De même, 30% des personnes interrogées disent peiner à se procurer une "alimentation saine permettant de faire trois repas par jour", contre 23% l'année dernière et 25% un an plus tôt.
"Pendant le premier confinement, la contraction des dépenses liées par exemple au transport, ainsi que les mécanismes d'aide mis en place par l'État ont permis de limiter le décrochage. Mais dans la durée, la crise sanitaire a appauvri les Français modestes", explique Amandine Lama, directrice de clientèle chez Ipsos.
Selon l'étude du Secours populaire, 45% des Français ont subi une perte de revenus pendant la crise sanitaire. Ce chiffre grimpe à 58% chez les personnes vivant sous le seuil de pauvreté. En France, ce seuil se situe à 1063 euros selon l'INSEE et cela correspond à plus de 9,3 millions de personnes.
Des situations aggravées
"Aujourd'hui la précarité est vraiment multiple. On a beaucoup entendu parler des étudiants, mais des gens qui étaient en intérim ou auto entrepreneurs, ce sont des statuts sans protection lorsqu'il y a un arrêt de travail. Il y a aussi des gens qui étaient sur le fil du rasoir mais qui s'en sortaient.

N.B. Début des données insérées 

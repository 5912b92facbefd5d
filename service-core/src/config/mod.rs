use crate::error::AppError;
use config::{Config as Cfg, File};
use serde::Deserialize;

/// Settings shared by every service binary.
#[derive(Debug, Deserialize, Clone)]
pub struct Config {
    #[serde(default = "default_host")]
    pub host: String,
    #[serde(default = "default_port")]
    pub port: u16,
    #[serde(default = "default_log_level")]
    pub log_level: String,
    /// OTLP collector endpoint. Spans are only exported when set.
    #[serde(default)]
    pub otlp_endpoint: Option<String>,
}

fn default_host() -> String {
    "0.0.0.0".to_string()
}

fn default_port() -> u16 {
    8080
}

fn default_log_level() -> String {
    "info".to_string()
}

impl Default for Config {
    fn default() -> Self {
        Self {
            host: default_host(),
            port: default_port(),
            log_level: default_log_level(),
            otlp_endpoint: None,
        }
    }
}

impl Config {
    pub fn load() -> Result<Self, AppError> {
        dotenvy::dotenv().ok();

        let config = Cfg::builder()
            .add_source(File::with_name("configuration").required(false))
            .add_source(config::Environment::with_prefix("APP").separator("__"))
            .build()?;

        Ok(config.try_deserialize()?)
    }

    pub fn address(&self) -> String {
        format!("{}:{}", self.host, self.port)
    }
}
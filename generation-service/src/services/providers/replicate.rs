//! Replicate provider implementation.
//!
//! Runs models through the Replicate HTTP API: image inputs are uploaded via
//! the files endpoint, a prediction is created, then polled until it reaches
//! a terminal state.

use super::{InputValue, ModelClient, ModelClientFactory, ModelInput, PipelineOutput, ProviderError};
use crate::config::ReplicateConfig;
use crate::services::image::ImageFile;
use async_trait::async_trait;
use reqwest::{multipart, Client, RequestBuilder, Response};
use secrecy::{ExposeSecret, Secret};
use serde::Deserialize;
use serde_json::{json, Map, Value};
use service_core::observability::trace_headers;
use std::sync::Arc;
use std::time::Duration;
use tokio::time::{sleep, Instant};

/// Builds a [`ReplicateClient`] per request so the caller's user agent is
/// applied to every upstream call.
#[derive(Debug, Clone)]
pub struct ReplicateClientFactory {
    config: ReplicateConfig,
}

impl ReplicateClientFactory {
    pub fn new(config: ReplicateConfig) -> Self {
        Self { config }
    }
}

impl ModelClientFactory for ReplicateClientFactory {
    fn connect(
        &self,
        api_token: &Secret<String>,
        user_agent: &str,
    ) -> Result<Arc<dyn ModelClient>, ProviderError> {
        let http = Client::builder()
            .user_agent(user_agent)
            .timeout(Duration::from_secs(self.config.request_timeout_secs))
            .build()
            .map_err(|e| {
                ProviderError::NotConfigured(format!("failed to build HTTP client: {}", e))
            })?;

        Ok(Arc::new(ReplicateClient {
            http,
            api_base: self.config.api_base.trim_end_matches('/').to_string(),
            api_token: api_token.clone(),
            poll_interval: Duration::from_millis(self.config.poll_interval_ms),
            prediction_timeout: Duration::from_secs(self.config.prediction_timeout_secs),
        }))
    }
}

/// Replicate API client.
pub struct ReplicateClient {
    http: Client,
    api_base: String,
    api_token: Secret<String>,
    poll_interval: Duration,
    prediction_timeout: Duration,
}

#[derive(Debug, Deserialize)]
struct Prediction {
    id: String,
    status: PredictionStatus,
    #[serde(default)]
    output: Value,
    #[serde(default)]
    error: Option<Value>,
    #[serde(default)]
    urls: Option<PredictionUrls>,
}

#[derive(Debug, Deserialize)]
struct PredictionUrls {
    get: Option<String>,
}

#[derive(Debug, Clone, Copy, PartialEq, Eq, Deserialize)]
#[serde(rename_all = "lowercase")]
enum PredictionStatus {
    Starting,
    Processing,
    Succeeded,
    Failed,
    Canceled,
    #[serde(other)]
    Unknown,
}

impl PredictionStatus {
    fn is_terminal(self) -> bool {
        matches!(
            self,
            PredictionStatus::Succeeded | PredictionStatus::Failed | PredictionStatus::Canceled
        )
    }
}

#[derive(Debug, Deserialize)]
struct UploadedFile {
    urls: UploadedFileUrls,
}

#[derive(Debug, Deserialize)]
struct UploadedFileUrls {
    get: String,
}

impl ReplicateClient {
    fn authorized(&self, builder: RequestBuilder) -> RequestBuilder {
        builder
            .bearer_auth(self.api_token.expose_secret())
            .headers(trace_headers())
    }

    /// Upload an image and return the URL models can read it from.
    async fn upload_file(&self, file: &ImageFile) -> Result<String, ProviderError> {
        let part = multipart::Part::bytes(file.data.to_vec())
            .file_name(file.filename.clone())
            .mime_str(file.content_type())
            .map_err(|e| ProviderError::InvalidResponse(format!("invalid content type: {}", e)))?;

        let form = multipart::Form::new()
            .text("filename", file.filename.clone())
            .text("content_type", file.content_type().to_string())
            .part("content", part);

        tracing::debug!(
            filename = %file.filename,
            size = file.len(),
            "Uploading input file to Replicate"
        );

        let response = self
            .authorized(self.http.post(format!("{}/files", self.api_base)))
            .multipart(form)
            .send()
            .await
            .map_err(transport_error)?;

        let uploaded: UploadedFile = check_status(response)
            .await?
            .json()
            .await
            .map_err(|e| ProviderError::InvalidResponse(format!("file upload response: {}", e)))?;

        Ok(uploaded.urls.get)
    }

    /// Turn model inputs into the JSON payload, uploading files on the way.
    async fn resolve_input(&self, input: &ModelInput) -> Result<Value, ProviderError> {
        let mut payload = Map::new();

        for (key, value) in input.iter() {
            let resolved = match value {
                InputValue::Text(text) => Value::String(text.clone()),
                InputValue::Images(files) => {
                    let mut urls = Vec::with_capacity(files.len());
                    for file in files {
                        urls.push(Value::String(self.upload_file(file).await?));
                    }
                    Value::Array(urls)
                }
            };
            payload.insert(key.to_string(), resolved);
        }

        Ok(Value::Object(payload))
    }

    async fn create_prediction(
        &self,
        model: &str,
        input: Value,
    ) -> Result<Prediction, ProviderError> {
        let (url, body) = match model.split_once(':') {
            Some((_, version)) if !version.is_empty() => (
                format!("{}/predictions", self.api_base),
                json!({ "version": version, "input": input }),
            ),
            None if model.split('/').count() == 2 && !model.starts_with('/') => (
                format!("{}/models/{}/predictions", self.api_base, model),
                json!({ "input": input }),
            ),
            _ => return Err(ProviderError::InvalidModel(model.to_string())),
        };

        let response = self
            .authorized(self.http.post(url))
            .header("Prefer", "wait")
            .json(&body)
            .send()
            .await
            .map_err(transport_error)?;

        parse_prediction(check_status(response).await?).await
    }

    async fn fetch_prediction(&self, prediction: &Prediction) -> Result<Prediction, ProviderError> {
        let url = prediction
            .urls
            .as_ref()
            .and_then(|urls| urls.get.clone())
            .unwrap_or_else(|| format!("{}/predictions/{}", self.api_base, prediction.id));

        let response = self
            .authorized(self.http.get(url))
            .send()
            .await
            .map_err(transport_error)?;

        parse_prediction(check_status(response).await?).await
    }

    /// Poll until the prediction settles or the deadline passes.
    async fn wait(&self, mut prediction: Prediction) -> Result<Prediction, ProviderError> {
        let deadline = Instant::now() + self.prediction_timeout;

        while !prediction.status.is_terminal() {
            if Instant::now() >= deadline {
                return Err(ProviderError::Timeout(format!(
                    "prediction {} still {:?} after {}s",
                    prediction.id,
                    prediction.status,
                    self.prediction_timeout.as_secs()
                )));
            }
            sleep(self.poll_interval).await;
            prediction = self.fetch_prediction(&prediction).await?;
        }

        Ok(prediction)
    }
}

#[async_trait]
impl ModelClient for ReplicateClient {
    async fn run(&self, model: &str, input: &ModelInput) -> Result<PipelineOutput, ProviderError> {
        let payload = self.resolve_input(input).await?;
        let created = self.create_prediction(model, payload).await?;

        tracing::debug!(
            model = %model,
            prediction_id = %created.id,
            status = ?created.status,
            "Created Replicate prediction"
        );

        let prediction = self.wait(created).await?;

        match prediction.status {
            PredictionStatus::Succeeded => Ok(PipelineOutput::from(prediction.output)),
            PredictionStatus::Canceled => Err(ProviderError::PredictionCanceled(prediction.id)),
            _ => Err(ProviderError::PredictionFailed(error_message(prediction.error))),
        }
    }
}

fn error_message(error: Option<Value>) -> String {
    match error {
        Some(Value::String(s)) => s,
        Some(Value::Null) | None => "unknown error".to_string(),
        Some(other) => other.to_string(),
    }
}

fn transport_error(err: reqwest::Error) -> ProviderError {
    if err.is_timeout() {
        ProviderError::Timeout(err.to_string())
    } else {
        ProviderError::Network(err.to_string())
    }
}

async fn check_status(response: Response) -> Result<Response, ProviderError> {
    let status = response.status();
    if status.is_success() {
        return Ok(response);
    }

    let body = response.text().await.unwrap_or_default();
    if status.is_server_error() {
        Err(ProviderError::ServerError {
            status: status.as_u16(),
            body,
        })
    } else {
        Err(ProviderError::ApiError {
            status: status.as_u16(),
            body,
        })
    }
}

async fn parse_prediction(response: Response) -> Result<Prediction, ProviderError> {
    response
        .json()
        .await
        .map_err(|e| ProviderError::InvalidResponse(format!("prediction response: {}", e)))
}
//! `grind-curves` library crate.
//!
//! The binary (`grind`) is a thin wrapper around this library so that:
//!
//! - core fitting and formula code is testable without spawning processes
//! - the models and process formulas are reusable on their own

pub mod app;
pub mod cli;
pub mod data;
pub mod domain;
pub mod error;
pub mod fit;
pub mod io;
pub mod logging;
pub mod math;
pub mod models;
pub mod plot;
pub mod process;
pub mod report;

Or avec l'arrêt de grands pans de l'économie leur situation s'est retrouvée difficile", détaille Sébastien Thollot, le secrétaire général du Secours Populaire dans le Rhône.

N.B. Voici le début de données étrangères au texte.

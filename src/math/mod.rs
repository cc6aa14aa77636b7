//! Mathematical utilities: least squares and straight-line regression.

pub mod ols;

pub use ols::*;
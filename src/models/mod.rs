//! Particle-size distribution models.
//!
//! Each model owns its linearizing transform and fit state; fitting and
//! prediction go through the `DistributionModel` trait so callers can stay
//! generic over the model kind.

pub mod gaudin_schuhmann;
pub mod model;
pub mod rosin_rammler;

pub use gaudin_schuhmann::*;
pub use model::*;
pub use rosin_rammler::*;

Ces personnes vont mettre du temps à sortir de la précarité. "Même si l'économie redémarre, quand on a accumulé des dettes pendant des mois, il faut du temps pour les éponger, même lorsqu'on a des ressources".
L'antenne locale a accompagné 20 000 personnes en 2020 et elle a procédé à 136 759 aides alimentaires et aide en produits d'hygiène.